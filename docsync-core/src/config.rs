use serde::{Deserialize, Serialize};
use std::path::PathBuf;
use std::sync::Arc;
use std::time::Duration;
use tracing::{debug, info};

use crate::contract::GitManager;
use crate::git_cli::LocalGitManager;
use crate::github::{ClientCache, GitHubManager, DEFAULT_API_BASE};

/// Which sync strategy mirrors repositories.
#[derive(Debug, Clone, Copy, Default, PartialEq, Eq, Serialize, Deserialize)]
#[serde(rename_all = "lowercase")]
pub enum Strategy {
    /// Local `git` binary.
    #[default]
    Git,
    /// Hosted provider content API.
    Github,
}

#[derive(Debug, Clone, Serialize, Deserialize)]
pub struct MirrorConfig {
    pub base_path: PathBuf,
    #[serde(default)]
    pub strategy: Strategy,
    #[serde(default = "default_command_timeout")]
    pub command_timeout_secs: u64,
    #[serde(default = "default_http_timeout")]
    pub http_timeout_secs: u64,
    #[serde(default = "default_api_base")]
    pub api_base_url: String,
}

fn default_command_timeout() -> u64 {
    120
}

fn default_http_timeout() -> u64 {
    30
}

fn default_api_base() -> String {
    DEFAULT_API_BASE.to_string()
}

impl MirrorConfig {
    pub fn new(base_path: impl Into<PathBuf>, strategy: Strategy) -> Self {
        Self {
            base_path: base_path.into(),
            strategy,
            command_timeout_secs: default_command_timeout(),
            http_timeout_secs: default_http_timeout(),
            api_base_url: default_api_base(),
        }
    }

    pub fn trace_loaded(&self) {
        info!(
            base_path = %self.base_path.display(),
            strategy = ?self.strategy,
            "Loaded MirrorConfig"
        );
        debug!(?self, "MirrorConfig loaded (full debug)");
    }

    /// Instantiate the configured strategy behind the facade.
    pub fn build_manager(&self) -> Arc<dyn GitManager> {
        match self.strategy {
            Strategy::Git => Arc::new(LocalGitManager::new(
                &self.base_path,
                Duration::from_secs(self.command_timeout_secs),
            )),
            Strategy::Github => Arc::new(GitHubManager::with_api_base(
                &self.base_path,
                &self.api_base_url,
                Arc::new(ClientCache::new(Duration::from_secs(self.http_timeout_secs))),
            )),
        }
    }
}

* _Work to complete_:
Among the lines of the listing above, which ones contain the word "LocalGitManager"? Show them.

* _Answer to the problem_:
use crate::git_cli::LocalGitManager;
            Strategy::Git => Arc::new(LocalGitManager::new(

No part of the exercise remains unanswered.